Count every line in the data below that includes "when", and give only the result.

(Data to use begins)

// Copyright (c) 2025 Geoffrey Huntley <ghuntley@ghuntley.com>. All rights reserved.
// SPDX-License-Identifier: Proprietary

//! Core types for the beacon analytics client.
//!
//! This crate holds the wire-parameter model, the hit builder, and the
//! merge engine that flattens a default hit plus a per-call hit into the
//! posted form body. It has no I/O; the HTTP side lives in the `beacon`
//! crate.

mod hit;
mod hit_type;
mod merge;
mod param;

pub use hit::Hit;
pub use hit_type::{HitType, ParseHitTypeError};
pub use merge::merge;
pub use param::Param;
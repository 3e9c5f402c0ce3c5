// Copyright (c) 2025 Geoffrey Huntley <ghuntley@ghuntley.com>. All rights reserved.
// SPDX-License-Identifier: Proprietary

//! The result of posting one hit.

use std::collections::BTreeMap;

/// Outcome of a single post, returned to the caller for inspection.
///
/// A missing status code means the call never completed at the network
/// layer: the client was disabled or closed, or the transport failed.
/// Callers who care about delivery must check [`Response::was_sent`];
/// nothing else signals failure.
#[derive(Debug, Clone, Default, PartialEq, Eq)]
pub struct Response {
	status: Option<u16>,
	posted: BTreeMap<String, String>,
}

impl Response {
	/// A response for a post that was skipped entirely.
	pub(crate) fn empty() -> Self {
		Self::default()
	}

	/// A response for a post that reached the endpoint.
	pub(crate) fn sent(status: u16, posted: BTreeMap<String, String>) -> Self {
		Self {
			status: Some(status),
			posted,
		}
	}

	/// A response for a post whose transport failed after merging.
	pub(crate) fn unsent(posted: BTreeMap<String, String>) -> Self {
		Self {
			status: None,
			posted,
		}
	}

	/// HTTP status code, when the request reached the endpoint.
	pub fn status(&self) -> Option<u16> {
		self.status
	}

	/// The flat parameter map that was (or would have been) transmitted.
	pub fn posted_params(&self) -> &BTreeMap<String, String> {
		&self.posted
	}

	/// True when the hit reached the endpoint and a status came back.
	pub fn was_sent(&self) -> bool {
		self.status.is_some()
	}
}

(Data to use ends)

• _Exercise solution_
2